Dzień 6
DeniseByło tak wiele rzeczy, o których Liam nie wiedział. Nie wiedział o rzeczach, które wydarzyły się, kiedy był w Doncaster. Nie wiedział o rzeczach, które wydarzyły się, kiedy był na miejscu. Nie wiedział o tym, co go dotyczyło i co nie miało z nim nic wspólnego. A ja, nawet gdybym chciała, chyba nie potrafiłabym mu tego wszystkiego przekazać.
Zirytowana usiadłam na schodach prowadzących na taras. Wczorajszy dzień był najprawdopodobniej najdziwniejszym w całym moim życiu i zdecydowanie potrzebowałam teraz odpoczynku od wszystkiego. Jednak skoro Liam wrócił, nie było na to szans — na pewno za moment ktoś wymyśli nam jakieś zajęcie, wrócą bracia KKK, Jack, albo wydarzy się inny kataklizm.
Wiele bym dała za choćby kilka minut spokoju, ale dobrze wiedziałam, że nie mogę ich dostać, a odgłos zamykających się drzwi tylko to potwierdził.
— Jak myślisz — zaczęła Margo, siadając za mną na stole, z nogami na ławce. — Ile jeszcze urodzin będziemy musieli wyprawić, zanim będą naprawdę udane?
Uśmiechnęłam się pod nosem. Osobiście byłam raczej ekspertką od beznadziejnych urodzin.
— Przynajmniej dwanaście — oznajmiłam bez wahania. — W porywach do siedemnastu.
— Siedemnaście dzielone na siedem... Nie wróży nam zbyt długiego życia.
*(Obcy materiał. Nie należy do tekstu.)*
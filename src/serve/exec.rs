use super::handler::{content_type, render_listing, resolve, Resolved};
use super::port::find_available_port;
use crate::cli::ServeArgs;
use crate::error::{ContribError, Result};
use anyhow::Context;
use chrono::Local;
use console::style;
use std::fs::File;
use std::io::{self, Read, Write};
use std::path::{Path, PathBuf};
use tiny_http::{Header, Method, Request, Response, Server};

pub fn exec(args: ServeArgs) -> anyhow::Result<()> {
    let root = match args.dir {
        Some(dir) => dir,
        None => std::env::current_dir()?,
    };
    let root = root
        .canonicalize()
        .with_context(|| format!("Cannot serve {}", root.display()))?;

    let mut server = StaticServer::bind(&root, &args.host, args.port, args.max_tries)
        .context("Failed to start static server")?;
    if args.no_viewer {
        server = server.without_viewer();
    }

    println!("Serving at port {}", server.port());
    io::stdout().flush()?;
    eprintln!(
        "{} {} on http://{}:{}/",
        style("Serving").bold(),
        style(root.display()).dim(),
        args.host,
        server.port()
    );

    server.run();
    Ok(())
}

pub struct StaticServer {
    server: Server,
    root: PathBuf,
    port: u16,
    viewer: bool,
}

impl StaticServer {
    pub fn bind(root: &Path, host: &str, start_port: u16, max_tries: u16) -> Result<Self> {
        let (listener, port) = find_available_port(host, start_port, max_tries)?;
        let server =
            Server::from_listener(listener, None).map_err(|e| ContribError::Http(e.to_string()))?;
        Ok(Self {
            server,
            root: root.to_path_buf(),
            port,
            viewer: true,
        })
    }

    /// Plain directory listings at `/` instead of the bundled viewer.
    pub fn without_viewer(mut self) -> Self {
        self.viewer = false;
        self
    }

    pub fn port(&self) -> u16 {
        self.port
    }

    /// Serve requests one at a time until the process is killed.
    pub fn run(&self) {
        for request in self.server.incoming_requests() {
            if let Err(e) = self.handle(request) {
                eprintln!("Error answering request: {e}");
            }
        }
    }

    fn handle(&self, request: Request) -> io::Result<()> {
        let reply = reply_for(&self.root, request.method(), request.url(), self.viewer);
        log_request(&request, reply.status);
        reply.send(request)
    }
}

pub enum Body {
    File(File),
    Bytes(Vec<u8>),
}

pub struct Reply {
    pub status: u16,
    pub content_type: &'static str,
    pub location: Option<String>,
    pub body: Body,
}

impl Reply {
    fn text(status: u16, message: &str) -> Self {
        let html = format!(
            "<!DOCTYPE HTML>\n<html><head><title>Error response</title></head>\n\
             <body><h1>Error response</h1><p>Error code: {status}</p><p>Message: {message}.</p></body></html>\n"
        );
        Self {
            status,
            content_type: "text/html; charset=utf-8",
            location: None,
            body: Body::Bytes(html.into_bytes()),
        }
    }

    fn send(self, request: Request) -> io::Result<()> {
        let mut headers = vec![header("Content-Type", self.content_type)];
        if let Some(location) = &self.location {
            headers.push(header("Location", location));
        }
        let headers = headers.into_iter().flatten();

        match self.body {
            Body::File(file) => request.respond(with_headers(
                Response::from_file(file).with_status_code(self.status),
                headers,
            )),
            Body::Bytes(bytes) => request.respond(with_headers(
                Response::from_data(bytes).with_status_code(self.status),
                headers,
            )),
        }
    }
}

pub fn reply_for(root: &Path, method: &Method, url: &str, viewer: bool) -> Reply {
    if !matches!(method, Method::Get | Method::Head) {
        return Reply::text(501, &format!("Unsupported method ('{method}')"));
    }

    match resolve(root, url, viewer) {
        Resolved::File(path) => match File::open(&path) {
            Ok(file) => Reply {
                status: 200,
                content_type: content_type(&path),
                location: None,
                body: Body::File(file),
            },
            Err(_) => Reply::text(404, "File not found"),
        },
        Resolved::Listing(dir) => {
            let url_path = url.split(['?', '#']).next().unwrap_or("/");
            match render_listing(&dir, url_path) {
                Ok(html) => Reply {
                    status: 200,
                    content_type: "text/html; charset=utf-8",
                    location: None,
                    body: Body::Bytes(html.into_bytes()),
                },
                Err(_) => Reply::text(404, "No permission to list directory"),
            }
        }
        Resolved::Redirect(location) => Reply {
            status: 301,
            content_type: "text/html; charset=utf-8",
            location: Some(location),
            body: Body::Bytes(Vec::new()),
        },
        Resolved::Embedded(asset) => Reply {
            status: 200,
            content_type: asset.content_type,
            location: None,
            body: Body::Bytes(asset.body.as_bytes().to_vec()),
        },
        Resolved::NotFound => Reply::text(404, "File not found"),
        Resolved::Forbidden => Reply::text(403, "Forbidden"),
    }
}

fn header(name: &str, value: &str) -> Option<Header> {
    Header::from_bytes(name.as_bytes(), value.as_bytes()).ok()
}

fn with_headers<R: Read>(
    mut response: Response<R>,
    headers: impl Iterator<Item = Header>,
) -> Response<R> {
    for h in headers {
        response.add_header(h);
    }
    response
}

fn log_request(request: &Request, status: u16) {
    let peer = request
        .remote_addr()
        .map(|a| a.ip().to_string())
        .unwrap_or_else(|| "-".to_string());
    let version = request.http_version();
    eprintln!(
        "{} - - [{}] \"{} {} HTTP/{}.{}\" {} -",
        peer,
        Local::now().format("%d/%b/%Y %H:%M:%S"),
        request.method(),
        request.url(),
        version.0,
        version.1,
        status
    );
}
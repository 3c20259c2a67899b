use crate::error::{ContribError, Result};
use crate::model::LogFilter;
use chrono::{DateTime, NaiveDate, TimeZone, Utc};
use std::time::Duration;

const GIT_DATE_FORMAT: &str = "%Y-%m-%d %H:%M:%S +0000";

/// Build a git log filter from user supplied `--since` / `--until` values.
pub fn resolve_filter(
    since: Option<&str>,
    until: Option<&str>,
    now: DateTime<Utc>,
) -> Result<LogFilter> {
    let since_dt = since.map(|s| parse_date(s, now)).transpose()?;
    let until_dt = until.map(|u| parse_date(u, now)).transpose()?;

    if let (Some(s), Some(u)) = (since_dt, until_dt) {
        if s > u {
            return Err(ContribError::InvalidDate(format!(
                "Invalid range: since ({}) is after until ({})",
                s, u
            )));
        }
    }

    let mut filter = LogFilter::new();
    if let Some(s) = since_dt {
        filter = filter.with_since(s.format(GIT_DATE_FORMAT).to_string());
    }
    if let Some(u) = until_dt {
        filter = filter.with_until(u.format(GIT_DATE_FORMAT).to_string());
    }
    Ok(filter)
}

pub fn parse_date(input: &str, now: DateTime<Utc>) -> Result<DateTime<Utc>> {
    let input = input.trim();

    if let Ok(dt) = DateTime::parse_from_rfc3339(input) {
        return Ok(dt.with_timezone(&Utc));
    }

    if let Ok(date) = NaiveDate::parse_from_str(input, "%Y-%m-%d") {
        if let Some(datetime) = date.and_hms_opt(0, 0, 0) {
            return Ok(Utc.from_utc_datetime(&datetime));
        }
    }

    let duration = parse_natural_duration(input).or_else(|| humantime::parse_duration(input).ok());
    if let Some(duration) = duration {
        let delta = chrono::Duration::from_std(duration)
            .map_err(|_| ContribError::InvalidDate(format!("Duration overflow for '{input}'")))?;
        return now
            .checked_sub_signed(delta)
            .ok_or_else(|| ContribError::InvalidDate(format!("Duration overflow for '{input}'")));
    }

    Err(ContribError::InvalidDate(format!(
        "'{input}' is not a date (YYYY-MM-DD, RFC3339, '3 weeks ago' or '90days')"
    )))
}

fn parse_natural_duration(input: &str) -> Option<Duration> {
    let input = input.trim().to_lowercase();
    let rest = input.strip_suffix(" ago")?;
    let (count, unit) = rest.trim().split_once(' ')?;
    let n = count.trim().parse::<u64>().ok()?;

    let days_per_unit: u64 = match unit.trim().trim_end_matches('s') {
        "day" => 1,
        "week" => 7,
        "month" => 30,
        "year" => 365,
        _ => return None,
    };
    let secs = n.checked_mul(days_per_unit)?.checked_mul(86400)?;
    Some(Duration::from_secs(secs))
}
Parsknęłam śmiechem. Chciałam pociągnąć tą rozmowę dalej, ale żadna zabawna odpowiedź nie przyszła mi do głowy.
Jedyne, co mogłam powiedzieć, to wyznać, że marzę o tym, żeby Jack Fleans wrócił do domu.
I ewentualnie, o tym, żeby zabrał ze sobą Liama.
— Nie powinnaś tak emocjonalnie reagować na to, co mówi Jack — powiedziała Margo, a ja spojrzałam na nią z niedowierzaniem.
— Co?
— Widziałam twój wyraz twarzy, kiedy się odezwał. Gdybym nic nie zrobiła, znowu byście się pokłócili.
Zamrugałam.
— Więc twoja reakcja była spokojna i wyważona?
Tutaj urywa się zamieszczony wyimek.